Finally, it is also relevant to note that the release of records under FOI is, in effect, regarded as release to the world at large given that the Act places no constraints on the uses to which the information contained in those records may be put.
The applicant sought access to the following records:
The HSE refused access to the records at issue in full or in part on the basis of sections 29(1)(a), 30(1)(c), 31(1)(a), 32(1)(a), 33(3)(c)(iii), 35(1)(b), 36(1)(b), 36(1)(c) and 40(1)(b) of the FOI Act.
Having carefully examined the records in question, it appears to me section 31(1)(a) is of most relevance. Accordingly, I will consider the applicability of section 31(1)(a) to the information at issue in the first instance.
Section 31(1)
The HSE relied on section 31(1)(a) in respect of its refusal to grant access to Procurement records 14, 15, 22, 23, 24, 25, 26, 27, 28, 29 and 30 in full and IIS records 15, 33 and 64, which were withheld in part. Having carefully examined the records concerned, I am satisfied that this exemption is also relevant to Procurement record 21, which the HSE refused in full.

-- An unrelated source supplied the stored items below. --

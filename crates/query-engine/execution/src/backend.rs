//! HTTP access to the graph API.
//!
//! Every call is a `GET` on `{base_url}{endpoint}`, optionally followed by `?` and the raw query
//! text. The base URL already contains the proxy route prefix, when there is one.

use std::time::Duration;

use bytes::Bytes;
use reqwest::StatusCode;
use serde::de::DeserializeOwned;
use tracing::{info_span, Instrument};

use crate::error::RequestError;

/// A successful (2xx) response.
#[derive(Debug, Clone)]
pub struct BackendResponse {
    pub status: StatusCode,
    pub body: Bytes,
}

impl BackendResponse {
    /// Exactly 200, not merely successful.
    pub fn is_ok(&self) -> bool {
        self.status == StatusCode::OK
    }

    pub fn status_text(&self) -> Option<&'static str> {
        self.status.canonical_reason()
    }
}

/// Client for the graph API. Cheap to clone.
#[derive(Debug, Clone)]
pub struct BackendClient {
    client: reqwest::Client,
    base_url: String,
}

impl BackendClient {
    pub fn new(
        base_url: impl Into<String>,
        request_timeout: Option<Duration>,
    ) -> Result<Self, reqwest::Error> {
        let mut builder = reqwest::Client::builder();
        if let Some(timeout) = request_timeout {
            builder = builder.timeout(timeout);
        }

        Ok(BackendClient {
            client: builder.build()?,
            base_url: base_url.into(),
        })
    }

    pub fn base_url(&self) -> &str {
        &self.base_url
    }

    /// The full URL of an endpoint. The query text is appended as is.
    pub fn endpoint_url(&self, endpoint: &str, params: &str) -> String {
        if params.is_empty() {
            format!("{}{endpoint}", self.base_url)
        } else {
            format!("{}{endpoint}?{params}", self.base_url)
        }
    }

    /// Issue a `GET`, turning any non-2xx status into an error.
    pub async fn get(&self, endpoint: &str, params: &str) -> Result<BackendResponse, RequestError> {
        let url = self.endpoint_url(endpoint, params);

        async {
            let response = self
                .client
                .get(url.as_str())
                .send()
                .await
                .map_err(RequestError::from_client)?;

            let status = response.status();
            let body = response.bytes().await.map_err(RequestError::from_client)?;

            if status.is_success() {
                Ok(BackendResponse { status, body })
            } else {
                tracing::debug!(%status, "graph API returned an error status");
                Err(RequestError::from_response(status, &body))
            }
        }
        .instrument(info_span!("Backend request", endpoint, url = %url))
        .await
    }

    /// Issue a `GET` and decode the JSON body.
    pub async fn get_json<T: DeserializeOwned>(
        &self,
        endpoint: &str,
        params: &str,
    ) -> Result<T, RequestError> {
        let response = self.get(endpoint, params).await?;

        serde_json::from_slice(&response.body).map_err(|source| RequestError::Decode {
            endpoint: endpoint.to_string(),
            source,
        })
    }
}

Section 31(1)(a) is a mandatory exemption, which applies to a record that would be exempt from production in proceedings in a court on the ground of legal professional privilege (LPP). It does not require the consideration of the public interest. LPP enables the client to maintain the confidentiality of two types of communication:
The concept of “once privileged always privileged” applies to advice privilege, and thus, unless otherwise lost or waived, lasts indefinitely. The Commissioner also takes the view that privilege attaches to records that form part of a continuum of correspondence that results from an original request for advice. Section 31 (1)(a) does not require consideration of the public interest.
Where a claim for exemption is made on the basis that the records are covered by LPP, each record should be considered in its own right.
In its submissions, the HSE essentially stated that the records were created for the dominant purpose of seeking legal advice. It said that it sought this advice in relation to the justification for proceeding with a negotiated procedure without publication in relation to the HPVP in the “[prevailing] circumstances” i.e. during the emergency situation related to the Covid-19 crisis. It stated that the legal advice concerned was provided by its legal advisers acting in their professional capacity. It also stated that the type of records which it considered to be exempt under section 31(1)(a) were draft documents, confidential e-mails between its legal advisers and the HSE concerning relevant matters and closely related material which would “disclose the substance of such communications”. It further stated that the legal advice was necessary as a defence against the “real possibility of a procedural challenge or query… as to the correctness or effectiveness of [the] steps contemplated”.
I must be circumspect in my description of withheld records. Having carefully considered the records at issue, I am satisfied that the majority of the records concerned comprise confidential communications made between the HSE and its professional legal adviser for
the purpose of obtaining and giving legal advice, or form part of a continuum of correspondence resulting from the original request for advice. Accordingly, I find that section 31(1)(a) applies to Procurement records 14-15, 21, 22-23, 26, 28 and 29, and IIS records 15, 33 and 64 in part and that the HSE was justified in refusing to grant access to these records on the basis of section 31(1)(a) of the FOI Act.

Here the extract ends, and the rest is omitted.